No longer needed or relevant?

Employer groups contended the higher wage for Sunday workers is no longer justified in a “24/7 economy” where young employees especially see no difference in working on Sundays. Prime Minister Malcolm Turnbull referred to penalty rates as an accident of history.

But evidence shows weekend work is significantly associated with work-family conflict for fathers. Data from a major national survey showed that working Sundays in particular is linked to higher work-life interference.

Other recent Australian studies showed Sunday remained a day for family and civic activities, more so than Saturday or any weekday.

Penalty rates are certainly an important component of workers’ incomes in the industry. More than half (57 per cent) of retail industry employees receive penalty rates. Of these, almost one-third (32 per cent) report relying on them to meet normal household expenses.

What about the job impacts?

But set aside, for the moment, whether penalty rates are still relevant. Do they kill jobs?

Employers argued that existing Sunday penalty rates lead to shorter opening hours, fewer jobs and a less desirable mix of employee experience.

The difficulty in validating such claims is in disentangling employment effects from economic conditions or general workforce changes. It isn’t easy, for example, to establish whether any jobs lost are due to higher penalty rates, an economic downturn, or something else.

Our research, however, takes advantage of a rare “natural experiment” to estimate the effect of higher Sunday penalty rates.

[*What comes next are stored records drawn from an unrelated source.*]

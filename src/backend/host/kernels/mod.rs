//! Host kernel bodies, generic over the element type.
//!
//! Bodies walk the launch grid and bounds-check every work item against
//! the real extents, like their device counterparts.

/// Build an `ElementKernels` from one generic body.
macro_rules! instantiate {
    ($kernel:ident => $($field:ident: $ty:ty),+ $(,)?) => {
        $crate::backend::host::table::ElementKernels {
            $($field: Some($kernel::<$ty> as $crate::backend::host::table::HostKernelFn),)+
            ..Default::default()
        }
    };
}

pub(super) mod convolution;
pub(super) mod elementwise;
pub(super) mod linear;
pub(super) mod movement;
pub(super) mod pooling;
pub(super) mod recurrent;

#[inline]
pub(super) fn sigmoid(x: f32) -> f32 {
    1.0 / (1.0 + (-x).exp())
}
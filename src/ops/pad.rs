//! Constant padding.

use std::sync::Arc;

use crate::error::{RuntimeError, Status};
use crate::kernel::{KernelArgs, KernelName};
use crate::ops::{
    apply_output_shape, check_output_shape, check_storage, nchw_of, read_i32, tensor_at,
    Lifecycle, Operator, OperatorBase, OperatorKind,
};
use crate::precision::PrecisionType;
use crate::runtime::Runtime;
use crate::tensor::{DataType, Tensor, TensorRef};
use crate::worksize::{align_to, WorkSize};

/// Spatial work-group width of the float kernel.
const FLOAT_LOCAL: u32 = 32;

#[derive(Debug, Clone, Default)]
pub struct PadParams {
    /// Infer the output shape and resize the output to it. When false the
    /// output must already have the inferred shape.
    pub android_nn: bool,
    /// Paddings of a 4-D tensor arrive in NHWC order and are remapped to
    /// NCHW.
    pub paddings_nhwc: bool,
}

struct Bound {
    input: TensorRef,
    output: TensorRef,
    /// NCHW leading paddings.
    before: [u32; 4],
    value: f32,
}

/// Pad every axis with a constant.
///
/// Inputs are `[input, paddings, value?]`. Paddings hold a (before, after)
/// pair per axis; the value defaults to zero, or to the output zero point
/// for quantized tensors.
pub struct Pad {
    base: OperatorBase,
    bound: Option<Bound>,
}

/// Per-axis (before, after) pairs, remapped from NHWC when asked.
fn paddings(raw: &[i32], rank: usize, nhwc: bool) -> Result<Vec<(u32, u32)>, String> {
    if raw.len() != rank * 2 {
        return Err(format!(
            "paddings hold {} values, expected {} for rank {}",
            raw.len(),
            rank * 2,
            rank
        ));
    }
    if let Some(v) = raw.iter().find(|&&v| v < 0) {
        return Err(format!("negative padding {}", v));
    }
    let mut pairs: Vec<(u32, u32)> = raw
        .chunks(2)
        .map(|p| (p[0] as u32, p[1] as u32))
        .collect();
    if nhwc {
        if rank != 4 {
            return Err(format!("NHWC paddings need a 4-D input, got rank {}", rank));
        }
        // [n, h, w, c] -> [n, c, h, w]
        pairs = vec![pairs[0], pairs[3], pairs[1], pairs[2]];
    }
    Ok(pairs)
}

/// Value written outside the source window.
fn pad_value(
    value_tensor: Option<&TensorRef>,
    precision: PrecisionType,
    output: &Tensor,
) -> Result<f32, RuntimeError> {
    let raw = match value_tensor {
        Some(t) if t.data_type() == DataType::Int32 => t.read::<i32>()?.first().map(|&v| v as f32),
        Some(t) => t.read_f32()?.first().copied(),
        None => None,
    }
    .unwrap_or(0.0);
    if precision.is_quantized() && raw == 0.0 {
        let zero_point = output.quant().map(|q| q.zero_point).unwrap_or(0);
        return Ok(zero_point as f32);
    }
    Ok(raw)
}

impl Operator for Pad {
    type Params = PadParams;
    const KIND: OperatorKind = OperatorKind::Pad;

    fn new(runtime: Arc<Runtime>, precision: PrecisionType) -> Self {
        Self {
            base: OperatorBase::new(Self::KIND, runtime, precision),
            bound: None,
        }
    }

    fn initialize(
        &mut self,
        inputs: &[TensorRef],
        outputs: &[TensorRef],
        params: &PadParams,
    ) -> Status {
        self.base.begin_initialize()?;
        let input = tensor_at(Self::KIND, inputs, 0, "input")?;
        let padding = tensor_at(Self::KIND, inputs, 1, "paddings")?;
        let output = tensor_at(Self::KIND, outputs, 0, "output")?;
        let precision = self.base.precision();
        check_storage(Self::KIND, &input, precision, "input")?;
        check_storage(Self::KIND, &output, precision, "output")?;

        let in_dims = input.dims();
        nchw_of(Self::KIND, &input, "input")?;
        let raw = read_i32(Self::KIND, &padding, "paddings")?;
        let pairs = paddings(&raw, in_dims.len(), params.paddings_nhwc)
            .map_err(|reason| RuntimeError::shape(Self::KIND, reason))?;
        let out_dims = in_dims
            .iter()
            .zip(&pairs)
            .map(|(&d, &(lo, hi))| {
                d.checked_add(lo).and_then(|v| v.checked_add(hi)).ok_or_else(|| {
                    RuntimeError::shape(
                        Self::KIND,
                        format!("axis of {} padded by ({}, {}) overflows", d, lo, hi),
                    )
                })
            })
            .collect::<Result<Vec<u32>, _>>()?;
        check_output_shape(Self::KIND, &output, &out_dims, params.android_nn)?;
        let value = pad_value(inputs.get(2), precision, &output)?;

        let name = KernelName::new("pad").signed(precision == PrecisionType::Int8);
        let kernel = self.base.resolve(&name)?;
        apply_output_shape(&output, &out_dims, params.android_nn)?;

        let mut before = [0u32; 4];
        for (slot, &(lo, _)) in before[4 - pairs.len()..].iter_mut().zip(&pairs) {
            *slot = lo;
        }
        self.bound = Some(Bound {
            input,
            output,
            before,
            value,
        });
        self.base.finish_initialize(vec![kernel]);
        Ok(())
    }

    fn execute(&mut self) -> Status {
        self.base.enter_execute()?;
        let result = self.enqueue();
        self.base.leave_execute(result)
    }

    fn release(&mut self) -> Status {
        self.bound = None;
        self.base.release()
    }

    fn state(&self) -> Lifecycle {
        self.base.state()
    }

    fn kernel_names(&self) -> Vec<String> {
        self.base.kernel_names()
    }
}

impl Pad {
    fn enqueue(&self) -> Status {
        let b = self
            .bound
            .as_ref()
            .ok_or_else(|| RuntimeError::precondition(Self::KIND, "no tensors bound"))?;
        let [in_n, in_c, in_h, in_w] = nchw_of(Self::KIND, &b.input, "input")?;
        let [out_n, out_c, out_h, out_w] = nchw_of(Self::KIND, &b.output, "output")?;
        if out_n * out_c * out_h * out_w == 0 {
            return Ok(());
        }

        let local = if self.base.precision().is_float() {
            self.base.local_size(FLOAT_LOCAL)
        } else {
            1
        };
        let work = WorkSize::three_d(
            [out_n, out_c, align_to(out_h * out_w, local)],
            Some([1, 1, local]),
        );
        let [pn, pc, ph, pw] = b.before;
        let args = KernelArgs::new()
            .buffer(&b.input)
            .buffer(&b.output)
            .u32(in_n)
            .u32(in_c)
            .u32(in_h)
            .u32(in_w)
            .u32(out_c)
            .u32(out_h)
            .u32(out_w)
            .u32(pn)
            .u32(pc)
            .u32(ph)
            .u32(pw)
            .f32(b.value);
        self.base.enqueue(0, args, &work)
    }
}

#[cfg(test)]
mod tests {
    use super::*;
    use crate::tensor::TensorDesc;
    use pretty_assertions::assert_eq;

    #[test]
    fn test_nhwc_paddings_are_remapped() {
        let raw = [0, 0, 1, 2, 3, 4, 5, 6];
        assert_eq!(
            paddings(&raw, 4, true).unwrap(),
            vec![(0, 0), (5, 6), (1, 2), (3, 4)]
        );
        assert_eq!(paddings(&raw, 4, false).unwrap()[1], (1, 2));
        assert!(paddings(&raw[..4], 4, false).is_err());
        assert!(paddings(&[0, -1], 1, false).is_err());
    }

    #[test]
    fn test_pad_2d_plane() {
        let rt = Runtime::host().unwrap();
        let input = rt.create_tensor(TensorDesc::new(&[2, 2], DataType::Float32)).unwrap();
        input.write(&[1.0f32, 2.0, 3.0, 4.0]).unwrap();
        let padding = rt.create_tensor(TensorDesc::new(&[2, 2], DataType::Int32)).unwrap();
        padding.write(&[1i32, 0, 0, 1]).unwrap();
        let value = rt.create_tensor(TensorDesc::new(&[1], DataType::Float32)).unwrap();
        value.write(&[9.0f32]).unwrap();
        let output = rt.create_tensor(TensorDesc::new(&[1], DataType::Float32)).unwrap();

        let mut op = Pad::new(Arc::clone(&rt), PrecisionType::Fp32);
        let params = PadParams {
            android_nn: true,
            paddings_nhwc: false,
        };
        op.initialize(&[input, padding, value], &[Arc::clone(&output)], &params)
            .unwrap();
        assert_eq!(output.dims(), vec![3, 3]);
        op.execute().unwrap();
        rt.finish().unwrap();
        assert_eq!(
            output.read::<f32>().unwrap(),
            vec![9.0, 9.0, 9.0, 1.0, 2.0, 9.0, 3.0, 4.0, 9.0]
        );
    }

    #[test]
    fn test_quantized_pad_defaults_to_zero_point() {
        let rt = Runtime::host().unwrap();
        let input = rt
            .create_tensor(TensorDesc::new(&[1, 2], DataType::UInt8).quant(0.5, 7))
            .unwrap();
        input.write(&[10u8, 20]).unwrap();
        let padding = rt.create_tensor(TensorDesc::new(&[2, 2], DataType::Int32)).unwrap();
        padding.write(&[0i32, 0, 1, 1]).unwrap();
        let output = rt
            .create_tensor(TensorDesc::new(&[1, 4], DataType::UInt8).quant(0.5, 7))
            .unwrap();

        let mut op = Pad::new(Arc::clone(&rt), PrecisionType::UInt8);
        op.initialize(&[input, padding], &[Arc::clone(&output)], &PadParams::default())
            .unwrap();
        assert_eq!(op.kernel_names(), vec!["pad_INT8".to_string()]);
        op.execute().unwrap();
        rt.finish().unwrap();
        assert_eq!(output.read::<u8>().unwrap(), vec![7, 10, 20, 7]);
    }
}
//! SPIR-V header checks
//!
//! Catches truncated or mislabelled kernel files before the driver sees
//! them. Not a full validator; run spirv-val for that.

use crate::error::VulkanErrorKind;

const SPIRV_MAGIC: u32 = 0x0723_0203;
const HEADER_BYTES: usize = 20;

/// Check magic, version (1.0 to 1.6), alignment and id bound.
pub fn validate_spirv(bytes: &[u8]) -> Result<(), VulkanErrorKind> {
    if bytes.len() < HEADER_BYTES {
        return Err(VulkanErrorKind::InvalidSpirv(format!(
            "too small: {} bytes (header is {})",
            bytes.len(),
            HEADER_BYTES
        )));
    }
    if bytes.len() % 4 != 0 {
        return Err(VulkanErrorKind::InvalidSpirv(format!(
            "size {} not 4-byte aligned",
            bytes.len()
        )));
    }

    let word = |i: usize| u32::from_le_bytes([bytes[i * 4], bytes[i * 4 + 1], bytes[i * 4 + 2], bytes[i * 4 + 3]]);
    let magic = word(0);
    if magic != SPIRV_MAGIC {
        return Err(VulkanErrorKind::InvalidSpirv(format!(
            "bad magic 0x{:08x}",
            magic
        )));
    }
    let version = word(1);
    let (major, minor) = ((version >> 16) & 0xFF, (version >> 8) & 0xFF);
    if major != 1 || minor > 6 {
        return Err(VulkanErrorKind::InvalidSpirv(format!(
            "unsupported version {}.{}",
            major, minor
        )));
    }
    let bound = word(3);
    if bound == 0 {
        return Err(VulkanErrorKind::InvalidSpirv("id bound is 0".to_string()));
    }

    log::trace!(
        "SPIR-V ok: version {}.{}, bound {}, {} bytes",
        major,
        minor,
        bound,
        bytes.len()
    );
    Ok(())
}

/// Little-endian words of a validated module.
pub fn spirv_words(bytes: &[u8]) -> Result<Vec<u32>, VulkanErrorKind> {
    validate_spirv(bytes)?;
    Ok(bytes
        .chunks_exact(4)
        .map(|c| u32::from_le_bytes([c[0], c[1], c[2], c[3]]))
        .collect())
}

#[cfg(test)]
mod tests {
    use super::*;

    fn header() -> Vec<u8> {
        vec![
            0x03, 0x02, 0x23, 0x07, // magic
            0x00, 0x00, 0x01, 0x00, // 1.0
            0x00, 0x00, 0x00, 0x00, // generator
            0x01, 0x00, 0x00, 0x00, // bound
            0x00, 0x00, 0x00, 0x00, // schema
        ]
    }

    fn reason(bytes: &[u8]) -> String {
        match validate_spirv(bytes) {
            Err(VulkanErrorKind::InvalidSpirv(r)) => r,
            other => panic!("expected InvalidSpirv, got {:?}", other),
        }
    }

    #[test]
    fn test_minimal_header_is_valid() {
        assert!(validate_spirv(&header()).is_ok());
        assert_eq!(spirv_words(&header()).unwrap()[0], SPIRV_MAGIC);
    }

    #[test]
    fn test_rejections() {
        assert!(reason(&header()[..8]).contains("too small"));

        let mut unaligned = header();
        unaligned.push(0);
        assert!(reason(&unaligned).contains("aligned"));

        let mut magic = header();
        magic[0] = 0;
        assert!(reason(&magic).contains("magic"));

        let mut bound = header();
        bound[12] = 0;
        assert!(reason(&bound).contains("bound"));
    }

    #[test]
    fn test_version_window() {
        let mut v = header();
        v[5] = 6;
        assert!(validate_spirv(&v).is_ok());
        v[5] = 7;
        assert!(validate_spirv(&v).is_err());
        v[5] = 0;
        v[6] = 2;
        assert!(validate_spirv(&v).is_err());
    }
}
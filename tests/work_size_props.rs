use gpu_op_runtime::worksize::{
    align_to, biggest_divider, div_round_up, find_max_factor, powervr_work_size,
    vectorized_extent, BlockSize,
};
use proptest::prelude::*;

proptest! {
    #[test]
    fn test_max_factor_is_the_largest_divisor_under_cap(
        parent in 1u32..5000,
        cap in 1u32..1024,
    ) {
        let factor = find_max_factor(parent, cap);
        prop_assert!(factor >= 1);
        prop_assert!(factor <= cap);
        prop_assert_eq!(parent % factor, 0);
        prop_assert_eq!(factor, biggest_divider(parent, cap));
    }

    #[test]
    fn test_align_to_is_the_next_multiple(value in 0u32..1_000_000, align in 1u32..1024) {
        let aligned = align_to(value, align);
        prop_assert_eq!(aligned % align, 0);
        prop_assert!(aligned >= value);
        prop_assert!(aligned - value < align);
    }

    #[test]
    fn test_vectorized_extent_covers_every_element(extent in 0u32..1_000_000, vector in 1u32..32) {
        let items = vectorized_extent(extent, vector);
        prop_assert!(items as u64 * vector as u64 >= extent as u64);
        prop_assert!(items == 0 || (items as u64 - 1) * (vector as u64) < extent as u64);
        prop_assert_eq!(items, div_round_up(extent, vector));
    }

    #[test]
    fn test_one_d_launch_fits_the_cap(extent in 1u32..100_000, cap in 1u32..1024) {
        let local = find_max_factor(extent, cap);
        let global = align_to(extent, local);
        prop_assert_eq!(global, extent);
        prop_assert!(local <= cap);
    }

    #[test]
    fn test_powervr_grid_is_valid(
        width_batch in 1u32..512,
        height in 1u32..256,
        slices in 1u32..64,
        bx in 1u32..3,
        by in 1u32..3,
        bz in 1u32..3,
        cap in 1u32..1024,
    ) {
        let block = BlockSize::new(bx, by, bz);
        let work = powervr_work_size(width_batch, height, slices, block, cap);
        let global = work.global3();
        let local = work.local3();

        prop_assert!(global[0] * bx >= width_batch);
        prop_assert!(global[1] * by >= height);
        prop_assert!(global[2] * bz >= slices);
        for axis in 0..3 {
            prop_assert!(local[axis] >= 1);
            prop_assert_eq!(global[axis] % local[axis], 0);
        }
        prop_assert!(local[0] * local[1] * local[2] <= cap);
    }
}

#[test]
fn test_block_token_names_the_block() {
    assert_eq!(BlockSize::new(1, 1, 1).token(), "_block111");
    assert_eq!(BlockSize::new(2, 2, 1).token(), "_block221");
}
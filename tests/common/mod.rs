//! Helpers shared by the integration tests.

#![allow(dead_code)]

use std::sync::Arc;

use gpu_op_runtime::{DataType, Runtime, TensorDesc, TensorRef};

pub fn host() -> Arc<Runtime> {
    let _ = env_logger::builder().is_test(true).try_init();
    Runtime::host().expect("host runtime")
}

pub fn f32_tensor(rt: &Runtime, dims: &[u32], values: &[f32]) -> TensorRef {
    let t = rt
        .create_tensor(TensorDesc::new(dims, DataType::Float32))
        .expect("allocate f32 tensor");
    t.write(values).expect("write f32 tensor");
    t
}

pub fn i32_tensor(rt: &Runtime, dims: &[u32], values: &[i32]) -> TensorRef {
    let t = rt
        .create_tensor(TensorDesc::new(dims, DataType::Int32))
        .expect("allocate i32 tensor");
    t.write(values).expect("write i32 tensor");
    t
}

/// Placeholder output for operators that size their own output.
pub fn scratch(rt: &Runtime, data_type: DataType) -> TensorRef {
    rt.create_tensor(TensorDesc::new(&[1], data_type))
        .expect("allocate scratch tensor")
}

pub fn assert_close(actual: &[f32], expected: &[f32], tolerance: f32) {
    assert_eq!(actual.len(), expected.len(), "length mismatch");
    for (i, (a, e)) in actual.iter().zip(expected).enumerate() {
        assert!(
            (a - e).abs() <= tolerance,
            "element {}: {} vs {} (tolerance {})",
            i,
            a,
            e,
            tolerance
        );
    }
}
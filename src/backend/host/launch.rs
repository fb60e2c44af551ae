//! Launch context seen by host kernels.

use crate::element::{self, Element};
use crate::error::RuntimeError;
use crate::kernel::{KernelArg, KernelName};
use crate::precision::{Activation, PrecisionType};
use crate::worksize::WorkSize;

/// Element type a host program instantiates with.
#[derive(Debug, Clone, Copy, PartialEq, Eq)]
pub enum ElementKind {
    F32,
    F16,
    U8,
    I8,
    I32,
}

/// Flags parsed from the program name, visible to the kernel body.
#[derive(Debug, Clone)]
pub struct Variant {
    pub name: KernelName,
    pub precision: PrecisionType,
}

impl Variant {
    pub fn element(&self) -> ElementKind {
        if self.name.is_int32_input() {
            return ElementKind::I32;
        }
        match self.precision {
            PrecisionType::Fp32 => ElementKind::F32,
            PrecisionType::Fp16 => ElementKind::F16,
            PrecisionType::UInt8 => ElementKind::U8,
            PrecisionType::Int8 => ElementKind::I8,
        }
    }

    pub fn quantized(&self) -> bool {
        matches!(self.element(), ElementKind::U8 | ElementKind::I8)
    }

    pub fn activation(&self) -> Activation {
        self.name.activation_kind()
    }

    pub fn merge_add(&self) -> bool {
        self.name.is_merge_add()
    }
}

pub struct HostLaunch<'a> {
    kernel: &'a str,
    args: &'a [KernelArg],
    work: &'a WorkSize,
}

impl<'a> HostLaunch<'a> {
    pub fn new(kernel: &'a str, args: &'a [KernelArg], work: &'a WorkSize) -> Self {
        Self { kernel, args, work }
    }

    pub fn fail(&self, reason: impl Into<String>) -> RuntimeError {
        RuntimeError::kernel(self.kernel, reason)
    }

    fn arg(&self, index: usize) -> Result<&KernelArg, RuntimeError> {
        self.args
            .get(index)
            .ok_or_else(|| self.fail(format!("missing argument {}", index)))
    }

    /// Read a whole buffer argument.
    pub fn load<T: Element>(&self, index: usize) -> Result<Vec<T>, RuntimeError> {
        match self.arg(index)? {
            KernelArg::Buffer(mem) => {
                let mut bytes = vec![0u8; mem.byte_len()];
                mem.read_bytes(0, &mut bytes)?;
                Ok(element::decode(&bytes))
            }
            other => Err(self.fail(format!("argument {} is {:?}, not a buffer", index, other.kind()))),
        }
    }

    /// Write `values` to the start of a buffer argument.
    pub fn store<T: Element>(&self, index: usize, values: &[T]) -> Result<(), RuntimeError> {
        match self.arg(index)? {
            KernelArg::Buffer(mem) => mem.write_bytes(0, &element::encode(values)),
            other => Err(self.fail(format!("argument {} is {:?}, not a buffer", index, other.kind()))),
        }
    }

    pub fn u32(&self, index: usize) -> Result<u32, RuntimeError> {
        match self.arg(index)? {
            KernelArg::U32(v) => Ok(*v),
            other => Err(self.fail(format!("argument {} is {:?}, not u32", index, other.kind()))),
        }
    }

    pub fn usize(&self, index: usize) -> Result<usize, RuntimeError> {
        self.u32(index).map(|v| v as usize)
    }

    pub fn i32(&self, index: usize) -> Result<i32, RuntimeError> {
        match self.arg(index)? {
            KernelArg::I32(v) => Ok(*v),
            other => Err(self.fail(format!("argument {} is {:?}, not i32", index, other.kind()))),
        }
    }

    pub fn f32(&self, index: usize) -> Result<f32, RuntimeError> {
        match self.arg(index)? {
            KernelArg::F32(v) => Ok(*v),
            other => Err(self.fail(format!("argument {} is {:?}, not f32", index, other.kind()))),
        }
    }

    pub fn global(&self) -> [u32; 3] {
        self.work.global3()
    }

    /// Every work-item id of the global grid.
    pub fn grid(&self) -> impl Iterator<Item = [usize; 3]> {
        let [gx, gy, gz] = self.work.global3().map(|g| g as usize);
        (0..gz).flat_map(move |z| (0..gy).flat_map(move |y| (0..gx).map(move |x| [x, y, z])))
    }

    /// Bounds-checked read.
    #[inline]
    pub fn get<T: Copy>(&self, data: &[T], index: usize) -> Result<T, RuntimeError> {
        data.get(index)
            .copied()
            .ok_or_else(|| self.fail(format!("read at {} beyond {} elements", index, data.len())))
    }

    /// Bounds-checked write.
    #[inline]
    pub fn set<T>(&self, data: &mut [T], index: usize, value: T) -> Result<(), RuntimeError> {
        let len = data.len();
        match data.get_mut(index) {
            Some(slot) => {
                *slot = value;
                Ok(())
            }
            None => Err(self.fail(format!("write at {} beyond {} elements", index, len))),
        }
    }
}
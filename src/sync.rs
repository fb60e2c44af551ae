//! Host mutex
//!
//! Thin wrapper over `std::sync::Mutex` that reports the host OS status
//! codes (PASS, FAIL, ERR_BUSY, ERR_DEADLK, ERR_PERM) and only hands out
//! scoped guards, so the lock is released on every exit path.

use std::fmt;
use std::ops::{Deref, DerefMut};
use std::sync::atomic::{AtomicBool, AtomicU64, Ordering};
use std::sync::{Mutex, MutexGuard, TryLockError};

use crate::error::RuntimeError;

/// Status codes of the host mutex contract.
#[derive(Debug, Clone, Copy, PartialEq, Eq)]
pub enum LockStatus {
    Pass,
    /// Poisoned by a panicking holder, or used after `destroy`.
    Fail,
    /// `try_lock` found the mutex held, or `destroy` found it locked.
    ErrBusy,
    /// The calling thread already holds the mutex.
    ErrDeadlk,
    /// Unlock by a non-owner. Guards are `!Send`, so they never report it.
    ErrPerm,
}

impl fmt::Display for LockStatus {
    fn fmt(&self, f: &mut fmt::Formatter<'_>) -> fmt::Result {
        let text = match self {
            LockStatus::Pass => "PASS",
            LockStatus::Fail => "FAIL",
            LockStatus::ErrBusy => "ERR_BUSY",
            LockStatus::ErrDeadlk => "ERR_DEADLK",
            LockStatus::ErrPerm => "ERR_PERM",
        };
        f.write_str(text)
    }
}

static NEXT_THREAD_TOKEN: AtomicU64 = AtomicU64::new(1);

thread_local! {
    static THREAD_TOKEN: u64 = NEXT_THREAD_TOKEN.fetch_add(1, Ordering::Relaxed);
}

fn current_thread_token() -> u64 {
    THREAD_TOKEN.with(|t| *t)
}

/// Mutex guarding shared registry and context state.
pub struct HostMutex<T> {
    name: &'static str,
    inner: Mutex<T>,
    // 0 when unlocked
    owner: AtomicU64,
    destroyed: AtomicBool,
}

impl<T> HostMutex<T> {
    pub fn init(name: &'static str, value: T) -> Self {
        log::trace!("HostMutex '{}' initialized", name);
        Self {
            name,
            inner: Mutex::new(value),
            owner: AtomicU64::new(0),
            destroyed: AtomicBool::new(false),
        }
    }

    pub fn name(&self) -> &'static str {
        self.name
    }

    /// Block until the mutex is acquired.
    pub fn lock(&self) -> Result<HostMutexGuard<'_, T>, LockStatus> {
        self.check_usable()?;
        let guard = self.inner.lock().map_err(|_| LockStatus::Fail)?;
        Ok(self.guard(guard))
    }

    /// Acquire without blocking.
    pub fn try_lock(&self) -> Result<HostMutexGuard<'_, T>, LockStatus> {
        self.check_usable()?;
        match self.inner.try_lock() {
            Ok(guard) => Ok(self.guard(guard)),
            Err(TryLockError::WouldBlock) => Err(LockStatus::ErrBusy),
            Err(TryLockError::Poisoned(_)) => Err(LockStatus::Fail),
        }
    }

    /// Mark the mutex unusable. Fails with `ErrBusy` while it is held.
    pub fn destroy(&self) -> LockStatus {
        if self.owner.load(Ordering::Acquire) != 0 {
            return LockStatus::ErrBusy;
        }
        if self.destroyed.swap(true, Ordering::AcqRel) {
            return LockStatus::Fail;
        }
        log::trace!("HostMutex '{}' destroyed", self.name);
        LockStatus::Pass
    }

    /// `lock` with the status lifted into a [`RuntimeError`].
    pub fn acquire(&self) -> Result<HostMutexGuard<'_, T>, RuntimeError> {
        self.lock().map_err(|status| RuntimeError::Sync {
            name: self.name,
            status,
        })
    }

    fn check_usable(&self) -> Result<(), LockStatus> {
        if self.destroyed.load(Ordering::Acquire) {
            return Err(LockStatus::Fail);
        }
        if self.owner.load(Ordering::Acquire) == current_thread_token() {
            return Err(LockStatus::ErrDeadlk);
        }
        Ok(())
    }

    fn guard<'a>(&'a self, guard: MutexGuard<'a, T>) -> HostMutexGuard<'a, T> {
        self.owner.store(current_thread_token(), Ordering::Release);
        HostMutexGuard {
            guard,
            owner: &self.owner,
        }
    }
}

/// Scoped acquisition of a [`HostMutex`]; unlocks on drop.
pub struct HostMutexGuard<'a, T> {
    guard: MutexGuard<'a, T>,
    owner: &'a AtomicU64,
}

impl<T> HostMutexGuard<'_, T> {
    /// Explicit unlock. Equivalent to dropping the guard.
    pub fn unlock(self) -> LockStatus {
        if self.owner.load(Ordering::Acquire) != current_thread_token() {
            return LockStatus::ErrPerm;
        }
        drop(self);
        LockStatus::Pass
    }
}

impl<T> Deref for HostMutexGuard<'_, T> {
    type Target = T;

    fn deref(&self) -> &T {
        &self.guard
    }
}

impl<T> DerefMut for HostMutexGuard<'_, T> {
    fn deref_mut(&mut self) -> &mut T {
        &mut self.guard
    }
}

impl<T> Drop for HostMutexGuard<'_, T> {
    fn drop(&mut self) {
        // cleared before the inner guard releases the lock
        self.owner.store(0, Ordering::Release);
    }
}

#[cfg(test)]
mod tests {
    use super::*;
    use std::sync::Arc;

    #[test]
    fn test_lock_and_mutate() {
        let m = HostMutex::init("counter", 0u32);
        {
            let mut g = m.lock().unwrap();
            *g += 5;
        }
        assert_eq!(*m.lock().unwrap(), 5);
    }

    #[test]
    fn test_relock_same_thread_is_deadlock() {
        let m = HostMutex::init("relock", ());
        let _g = m.lock().unwrap();
        assert_eq!(m.lock().err(), Some(LockStatus::ErrDeadlk));
        assert_eq!(m.try_lock().err(), Some(LockStatus::ErrDeadlk));
    }

    #[test]
    fn test_try_lock_busy_from_other_thread() {
        let m = Arc::new(HostMutex::init("busy", ()));
        let g = m.lock().unwrap();
        let other = Arc::clone(&m);
        let status = std::thread::spawn(move || other.try_lock().err())
            .join()
            .unwrap();
        assert_eq!(status, Some(LockStatus::ErrBusy));
        assert_eq!(g.unlock(), LockStatus::Pass);
        assert!(m.try_lock().is_ok());
    }

    #[test]
    fn test_destroy_rules() {
        let m = HostMutex::init("destroy", 1u8);
        {
            let _g = m.lock().unwrap();
            assert_eq!(m.destroy(), LockStatus::ErrBusy);
        }
        assert_eq!(m.destroy(), LockStatus::Pass);
        assert_eq!(m.destroy(), LockStatus::Fail);
        assert_eq!(m.lock().err(), Some(LockStatus::Fail));
    }

    #[test]
    fn test_poisoned_mutex_fails() {
        let m = Arc::new(HostMutex::init("poison", ()));
        let other = Arc::clone(&m);
        let _ = std::thread::spawn(move || {
            let _g = other.lock().unwrap();
            panic!("poison the lock");
        })
        .join();
        assert_eq!(m.lock().err(), Some(LockStatus::Fail));
        let err = m.acquire().err().unwrap();
        assert!(err.to_string().contains("FAIL"));
    }
}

The experiment could be done because the commission’s earlier award-modernisation process had standardised state-based industry award rates.

In particular, Sunday penalty rates for New South Wales retail award employees rose from 150% (or “time and a half”) to 200 per cent (or “double time”) between 2010 and 2014. Over the same five years, rates remained unchanged (at 200 per cent) for comparable Victorian workers.

By comparing the two states, and using Victoria as a “counterfactual”, we could estimate the separate effect of raising Sunday penalty rates in NSW.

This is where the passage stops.